**Supplied data:**
※ ※ ※
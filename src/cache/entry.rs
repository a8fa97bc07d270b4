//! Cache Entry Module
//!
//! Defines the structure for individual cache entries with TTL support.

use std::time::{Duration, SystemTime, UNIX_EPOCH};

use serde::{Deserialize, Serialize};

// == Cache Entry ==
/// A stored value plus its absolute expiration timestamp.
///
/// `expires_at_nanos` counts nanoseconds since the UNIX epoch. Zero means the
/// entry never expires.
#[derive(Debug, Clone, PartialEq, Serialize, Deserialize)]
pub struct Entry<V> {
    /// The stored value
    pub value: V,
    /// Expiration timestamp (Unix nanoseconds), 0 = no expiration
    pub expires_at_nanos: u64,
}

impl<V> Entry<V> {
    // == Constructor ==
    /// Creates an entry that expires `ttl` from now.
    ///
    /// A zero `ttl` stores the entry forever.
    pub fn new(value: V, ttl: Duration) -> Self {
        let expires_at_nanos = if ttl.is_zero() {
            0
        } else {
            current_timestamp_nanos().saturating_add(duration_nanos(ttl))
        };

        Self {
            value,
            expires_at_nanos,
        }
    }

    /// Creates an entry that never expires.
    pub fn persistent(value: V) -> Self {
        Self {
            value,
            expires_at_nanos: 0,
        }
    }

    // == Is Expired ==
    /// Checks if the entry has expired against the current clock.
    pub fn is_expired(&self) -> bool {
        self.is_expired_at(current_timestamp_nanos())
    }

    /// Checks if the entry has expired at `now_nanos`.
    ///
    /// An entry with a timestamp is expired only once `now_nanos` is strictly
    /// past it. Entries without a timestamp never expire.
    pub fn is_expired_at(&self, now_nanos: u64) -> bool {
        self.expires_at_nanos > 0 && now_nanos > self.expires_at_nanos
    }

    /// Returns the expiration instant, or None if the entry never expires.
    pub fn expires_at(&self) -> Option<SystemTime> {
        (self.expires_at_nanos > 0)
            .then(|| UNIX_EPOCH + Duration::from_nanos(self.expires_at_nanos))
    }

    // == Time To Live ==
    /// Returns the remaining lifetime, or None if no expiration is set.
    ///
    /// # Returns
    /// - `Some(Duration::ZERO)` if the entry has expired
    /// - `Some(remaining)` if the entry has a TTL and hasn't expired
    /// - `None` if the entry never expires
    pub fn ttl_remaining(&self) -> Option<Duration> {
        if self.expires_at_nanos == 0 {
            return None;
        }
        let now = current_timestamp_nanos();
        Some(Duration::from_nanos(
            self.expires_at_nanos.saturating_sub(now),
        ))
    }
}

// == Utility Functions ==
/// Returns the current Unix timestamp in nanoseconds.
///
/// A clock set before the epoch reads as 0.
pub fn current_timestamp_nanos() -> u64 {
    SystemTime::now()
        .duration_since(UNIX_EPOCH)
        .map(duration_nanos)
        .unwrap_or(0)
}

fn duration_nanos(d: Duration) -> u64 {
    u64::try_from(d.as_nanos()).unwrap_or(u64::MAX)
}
※ ※ ※
**Task:** Write out every entry again, keeping each line exactly the same.

**Solution for this task:**
filename src/cache/entry.rs
repository a8fa97bc07d270b4
//! Cache Entry Module
//!
//! Defines the structure for individual cache entries with TTL support.

use std::time::{Duration, SystemTime, UNIX_EPOCH};

use serde::{Deserialize, Serialize};

// == Cache Entry ==
/// A stored value plus its absolute expiration timestamp.
///
/// `expires_at_nanos` counts nanoseconds since the UNIX epoch. Zero means the
/// entry never expires.
#[derive(Debug, Clone, PartialEq, Serialize, Deserialize)]
pub struct Entry<V> {
    /// The stored value
    pub value: V,
    /// Expiration timestamp (Unix nanoseconds), 0 = no expiration
    pub expires_at_nanos: u64,
}

impl<V> Entry<V> {
    // == Constructor ==
    /// Creates an entry that expires `ttl` from now.
    ///
    /// A zero `ttl` stores the entry forever.
    pub fn new(value: V, ttl: Duration) -> Self {
        let expires_at_nanos = if ttl.is_zero() {
            0
        } else {
            current_timestamp_nanos().saturating_add(duration_nanos(ttl))
        };

        Self {
            value,
            expires_at_nanos,
        }
    }

    /// Creates an entry that never expires.
    pub fn persistent(value: V) -> Self {
        Self {
            value,
            expires_at_nanos: 0,
        }
    }

    // == Is Expired ==
    /// Checks if the entry has expired against the current clock.
    pub fn is_expired(&self) -> bool {
        self.is_expired_at(current_timestamp_nanos())
    }

    /// Checks if the entry has expired at `now_nanos`.
    ///
    /// An entry with a timestamp is expired only once `now_nanos` is strictly
    /// past it. Entries without a timestamp never expire.
    pub fn is_expired_at(&self, now_nanos: u64) -> bool {
        self.expires_at_nanos > 0 && now_nanos > self.expires_at_nanos
    }

    /// Returns the expiration instant, or None if the entry never expires.
    pub fn expires_at(&self) -> Option<SystemTime> {
        (self.expires_at_nanos > 0)
            .then(|| UNIX_EPOCH + Duration::from_nanos(self.expires_at_nanos))
    }

    // == Time To Live ==
    /// Returns the remaining lifetime, or None if no expiration is set.
    ///
    /// # Returns
    /// - `Some(Duration::ZERO)` if the entry has expired
    /// - `Some(remaining)` if the entry has a TTL and hasn't expired
    /// - `None` if the entry never expires
    pub fn ttl_remaining(&self) -> Option<Duration> {
        if self.expires_at_nanos == 0 {
            return None;
        }
        let now = current_timestamp_nanos();
        Some(Duration::from_nanos(
            self.expires_at_nanos.saturating_sub(now),
        ))
    }
}

// == Utility Functions ==
/// Returns the current Unix timestamp in nanoseconds.
///
/// A clock set before the epoch reads as 0.
pub fn current_timestamp_nanos() -> u64 {
    SystemTime::now()
        .duration_since(UNIX_EPOCH)
        .map(duration_nanos)
        .unwrap_or(0)
}

fn duration_nanos(d: Duration) -> u64 {
    u64::try_from(d.as_nanos()).unwrap_or(u64::MAX)
}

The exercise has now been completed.